House Speaker John Boehner has promised to tie substantial spending cuts to upcoming debt-limit legislation. He said spending cuts will have to be at least as large as the dollar value of the allowed debt increase. Thus, if the legislation increased the legal debt limit by $2 trillion, then Congress would have to cut spending over time by at least $2 trillion.


How can we be sure that spending cuts are real?

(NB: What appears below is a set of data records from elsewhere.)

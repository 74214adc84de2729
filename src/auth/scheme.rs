use axum::http::HeaderValue;
use axum_extra::headers::authorization::Credentials;

/// `Authorization: JWT <token>` 凭证
#[derive(Debug, Clone, PartialEq, Eq)]
pub struct Jwt(String);

impl Jwt {
    pub fn new(token: impl Into<String>) -> Self {
        Self(token.into())
    }

    pub fn token(&self) -> &str {
        &self.0
    }
}

impl Credentials for Jwt {
    const SCHEME: &'static str = "JWT";

    fn decode(value: &HeaderValue) -> Option<Self> {
        let value = value.to_str().ok()?;
        let (scheme, token) = value.split_once(' ')?;
        if !scheme.eq_ignore_ascii_case(Self::SCHEME) {
            return None;
        }

        let token = token.trim();
        if token.is_empty() {
            None
        } else {
            Some(Self(token.to_string()))
        }
    }

    fn encode(&self) -> HeaderValue {
        HeaderValue::from_str(&format!("{} {}", Self::SCHEME, self.0))
            .unwrap_or_else(|_| HeaderValue::from_static("JWT"))
    }
}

There are only two types of solid and tough-to-reverse spending cuts—legislated changes to reduce entitlement benefit levels and complete termination of discretionary programs. Republicans will have to define what time period they are talking about, but let’s assume it’s the standard 10-year budget window.

  • Entitlements: The legislation, for example, could change the indexing formula for initial Social Security benefits from wages to prices. The Congressional Budget Office says that change would reduce spending by $137 billion over 10 years (2012–2021). Other options include raising the retirement age for Social Security and raising deductibles for Medicare.
  • Discretionary: Each session of Congress decides the following year’s discretionary spending. Promises of discretionary spending cuts beyond one year are meaningless. Thus, the various promises in Republican and Democratic budget plans to freeze various parts of discretionary spending through 2021 or reduce spending to 2008 levels over the long term have no weight. Those are not real cuts.

The only way to get real cuts in discretionary spending—cuts that would be tough to reverse out in later years—is complete program termination and repeal of the program’s authorization. That way, policymakers in future years would generally need at least 60 votes in the Senate to reinstate the spending.


Thus, if the GOP promises to save $50 billion over 10 years by reducing the levels of Title 1 grants to the states for K‑12 schools, that is not a real and solid cut. However, if they pass a law to repeal Title 1 spending altogether, that cut may well be sustained over the long term.


To make spending cuts even more secure, the GOP should also insist on a statutory cap on overall outlays with a supermajority requirement to break, as I’ve outlined here. For program termination ideas, see www​.Down​siz​ing​Gov​ern​ment​.org.


In sum, the GOP needs to ensure that spending cuts tied to the debt-limit vote are either:

  1. Changes to entitlement laws to reduce benefit levels, or
  2. Discretionary program terminations.

    Promises to hold down future discretionary spending levels and partial program trims are not real spending cuts.